Colleges and universities are reaping what a morally confused culture sows.

Pro-Palestinian protesters demonstrate on the campus of George Washington University on May 2, 2024, in Washington, D.C. (Photo by Chip Somodevilla/Getty Images)

Every few years another seismic tremor roils American educational institutions: DEI and critical race theory, transgender bathroom use and sports participation and library books, ChatGPT and AI tools, and now protests over the war in Gaza. The ferocity that characterizes these disputes is sometimes seen as the result of increasing political polarization, and that’s no doubt part of the story. But the underlying cause of such fierce and incommensurable disagreements is that America’s secular schools have increasingly set aside transcendent questions about human purpose and responsibility.

This claim may seem counterintuitive given common intuitions that see religion as a source of conflict, but in the absence of a shared, robust understanding of human purpose, the educational enterprise will inevitably founder. As the varied and often conflicting moral claims advanced by Gaza-war protesters indicate, as the inconsistent and often draconian actions of college administrators suggest, the divorce between knowledge and its ends isn’t sustainable. American schools used to be able to function without explicit theological missions because there was a largely shared moral and religious consensus within the communities they served. Needless to say, that’s no longer the case.

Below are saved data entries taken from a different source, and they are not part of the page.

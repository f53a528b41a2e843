use crate::diagnostics::{DiagnosticsInput, export_diagnostics, sanitize_config};
use crate::server::{CONFIG_FILENAME, LoggingSettings, ServerState, build_server_status};

use std::io::Read;

use googletest::assert_that;
use googletest::prelude::{contains_substring, eq, not};
use tempfile::TempDir;

fn read_entry(archive: &mut zip::ZipArchive<std::fs::File>, name: &str) -> String {
    let mut entry = archive.by_name(name).unwrap();
    let mut content = String::new();
    entry.read_to_string(&mut content).unwrap();
    content
}

#[test]
fn given_data_dir_when_exported_then_zip_contains_bundle() {
    // Given
    let temp = TempDir::new().unwrap();
    let logging = LoggingSettings::default();
    std::fs::write(
        temp.path().join(CONFIG_FILENAME),
        "version = 2\napi_token = \"hunter2\"\n[server]\nport = 8000\n",
    )
    .unwrap();
    let logs = temp.path().join(&logging.directory);
    std::fs::create_dir_all(&logs).unwrap();
    std::fs::write(logs.join("plexio-desktop.2026-01-01.log"), "INFO started\n").unwrap();

    let status = build_server_status(
        &ServerState::Failed {
            error: "Backend crashed".into(),
            hint: "Check logs".into(),
        },
        None,
    );

    // When
    let path = export_diagnostics(&DiagnosticsInput {
        data_dir: temp.path(),
        logging: &logging,
        status: &status,
        stderr_tail: "Traceback (most recent call last):",
    })
    .unwrap();

    // Then
    let mut archive = zip::ZipArchive::new(std::fs::File::open(&path).unwrap()).unwrap();
    assert_that!(
        read_entry(&mut archive, "system_info.txt"),
        contains_substring(std::env::consts::OS)
    );
    assert_that!(
        read_entry(&mut archive, "server_status.json"),
        contains_substring("\"failed\"")
    );
    assert_that!(
        read_entry(&mut archive, "backend_stderr.txt"),
        eq("Traceback (most recent call last):")
    );
    let config = read_entry(&mut archive, CONFIG_FILENAME);
    assert_that!(config, contains_substring("port = 8000"));
    assert_that!(config, not(contains_substring("hunter2")));
    assert_that!(
        read_entry(&mut archive, "logs/plexio-desktop.2026-01-01.log"),
        eq("INFO started\n")
    );
}

#[test]
fn given_fresh_data_dir_when_exported_then_optional_entries_skipped() {
    let temp = TempDir::new().unwrap();
    let logging = LoggingSettings::default();
    let status = build_server_status(&ServerState::Stopped, None);

    let path = export_diagnostics(&DiagnosticsInput {
        data_dir: temp.path(),
        logging: &logging,
        status: &status,
        stderr_tail: "",
    })
    .unwrap();

    let archive = zip::ZipArchive::new(std::fs::File::open(&path).unwrap()).unwrap();
    let mut names: Vec<&str> = archive.file_names().collect();
    names.sort_unstable();
    assert_that!(
        names,
        eq(&vec!["backend_stderr.txt", "server_status.json", "system_info.txt"])
    );
}

#[test]
fn given_config_with_credentials_when_sanitized_then_lines_dropped() {
    let content = "port = 8000\nPlex_Token = \"abc\"\nadmin_password = \"x\"\napi_key = \"y\"\nhost = \"0.0.0.0\"";

    let sanitized = sanitize_config(content);

    assert_that!(sanitized, eq("port = 8000\nhost = \"0.0.0.0\""));
}
//! Bounded tail of backend stderr, kept only for crash classification.

use std::collections::VecDeque;
use std::sync::{Arc, Mutex, PoisonError};

#[derive(Debug, Default)]
struct Inner {
    lines: VecDeque<String>,
    bytes: usize,
}

/// Shared, byte-bounded stderr buffer. Oldest lines are evicted first.
#[derive(Debug, Clone)]
pub struct StderrBuffer {
    inner: Arc<Mutex<Inner>>,
    capacity: usize,
}

impl StderrBuffer {
    pub fn new(capacity: usize) -> Self {
        Self {
            inner: Arc::new(Mutex::new(Inner::default())),
            capacity,
        }
    }

    pub fn push_line(&self, line: &str) {
        let mut line = line.to_string();
        if line.len() > self.capacity {
            let mut cut = line.len() - self.capacity;
            while !line.is_char_boundary(cut) {
                cut += 1;
            }
            line.drain(..cut);
        }

        let mut inner = self.inner.lock().unwrap_or_else(PoisonError::into_inner);
        inner.bytes += line.len();
        inner.lines.push_back(line);
        while inner.bytes > self.capacity {
            match inner.lines.pop_front() {
                Some(evicted) => inner.bytes -= evicted.len(),
                None => break,
            }
        }
    }

    /// Buffered text joined by newlines.
    pub fn snapshot(&self) -> String {
        let inner = self.inner.lock().unwrap_or_else(PoisonError::into_inner);
        inner
            .lines
            .iter()
            .map(String::as_str)
            .collect::<Vec<_>>()
            .join("\n")
    }

    /// Last `count` lines, for user-facing error messages.
    pub fn tail(&self, count: usize) -> String {
        let inner = self.inner.lock().unwrap_or_else(PoisonError::into_inner);
        let skip = inner.lines.len().saturating_sub(count);
        inner
            .lines
            .iter()
            .skip(skip)
            .map(String::as_str)
            .collect::<Vec<_>>()
            .join("\n")
    }

    pub fn len_bytes(&self) -> usize {
        self.inner
            .lock()
            .unwrap_or_else(PoisonError::into_inner)
            .bytes
    }
}
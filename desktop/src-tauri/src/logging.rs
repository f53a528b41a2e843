//! Logging setup with file rotation.

use crate::server::LoggingSettings;

use std::path::{Path, PathBuf};

use tracing_appender::rolling::{RollingFileAppender, Rotation};
use tracing_subscriber::{
    EnvFilter, fmt, prelude::__tracing_subscriber_SubscriberExt, util::SubscriberInitExt,
};

const LOG_FILE_PREFIX: &str = "plexio-desktop";

/// Setup logging with console and rotating file output.
///
/// # Log Layers
/// - Console: Human-readable, colored output
/// - File: plain text, daily rotation, 7-day retention
///
/// Backend stdout/stderr arrive under the `backend` target.
pub fn setup_logging(
    data_dir: &Path,
    settings: &LoggingSettings,
) -> Result<(), Box<dyn std::error::Error>> {
    let logs_dir = logs_dir(data_dir, settings);
    std::fs::create_dir_all(&logs_dir)?;

    // Console layer - human readable for development
    let console_layer = fmt::layer()
        .with_target(true)
        .with_level(true)
        .with_ansi(true);

    let file_appender = RollingFileAppender::builder()
        .rotation(Rotation::DAILY)
        .max_log_files(7) // Keep 7 days of logs
        .filename_prefix(LOG_FILE_PREFIX)
        .filename_suffix("log")
        .build(&logs_dir)?;

    let file_layer = fmt::layer()
        .with_target(true)
        .with_level(true)
        .with_ansi(false)
        .with_writer(file_appender);

    // RUST_LOG wins over the configured level
    let filter = EnvFilter::try_from_default_env().unwrap_or_else(|_| {
        EnvFilter::new(format!("{0},backend={0}", settings.level))
    });

    tracing_subscriber::registry()
        .with(filter)
        .with(console_layer)
        .with(file_layer)
        .try_init()?;

    Ok(())
}

pub fn logs_dir(data_dir: &Path, settings: &LoggingSettings) -> PathBuf {
    data_dir.join(&settings.directory)
}

/// Get path to current log file (for diagnostics export).
pub fn current_log_path(data_dir: &Path, settings: &LoggingSettings) -> PathBuf {
    let today = chrono::Utc::now().format("%Y-%m-%d");
    logs_dir(data_dir, settings).join(format!("{LOG_FILE_PREFIX}.{today}.log"))
}

/// Last `count` lines of today's log file.
pub fn recent_log_lines(
    data_dir: &Path,
    settings: &LoggingSettings,
    count: usize,
) -> std::io::Result<Vec<String>> {
    let log_path = current_log_path(data_dir, settings);
    if !log_path.exists() {
        return Ok(vec!["No logs available yet.".into()]);
    }

    let content = std::fs::read_to_string(&log_path)?;
    let mut lines: Vec<String> = content.lines().rev().take(count).map(String::from).collect();
    lines.reverse();
    Ok(lines)
}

Alasdair MacIntyre opens his classic After Virtue with a parable that illuminates why our culture’s moral disputes are both intense and irresolvable. MacIntyre invites readers to imagine some sort of civilizational collapse that causes scientific learning to be forgotten. Generations later, people seek to revive the natural sciences from the fragments that remain—half-burnt books, stray equipment, recalled theorems. But the whole that would make sense of them is forgotten: “In such a culture men would use expressions such as ‘neutrino’, ‘mass’, ‘specific gravity’, ‘atomic weight’ in systemic and often interrelated ways which would resemble in lesser or greater degrees the ways in which such expressions had been used in earlier times before scientific knowledge had been so largely lost. But many of the beliefs presupposed by the use of these expressions would have been lost and there would appear to be an element of arbitrariness and even of choice in their application which would appear very surprising to us.” Something very much like this, MacIntyre argues, is what has happened to our culture’s moral reasoning. And matters haven’t improved in the 40-plus years since he wrote this book.

We still possess a “simulacra of morality.” We still have heated debates about right and wrong. But because of the “conceptual incommensurability” among our rival fragments, moral arguments devolve into “pure assertion and counter-assertion,” and mutual understanding—much less genuine persuasion—rarely occurs. MacIntyre’s account of this kind of build-your-own bricolage morality, one that takes bits and pieces from various traditions and sources, aptly describes the protester slogans and counterslogans, the staged congressional testimonies and feckless administrator press releases, and the moral grandstanding on social media that denounces various video clips and screenshots. Everyone wants to lay claim to the moral high ground, but there’s no agreement on where that high ground might be found.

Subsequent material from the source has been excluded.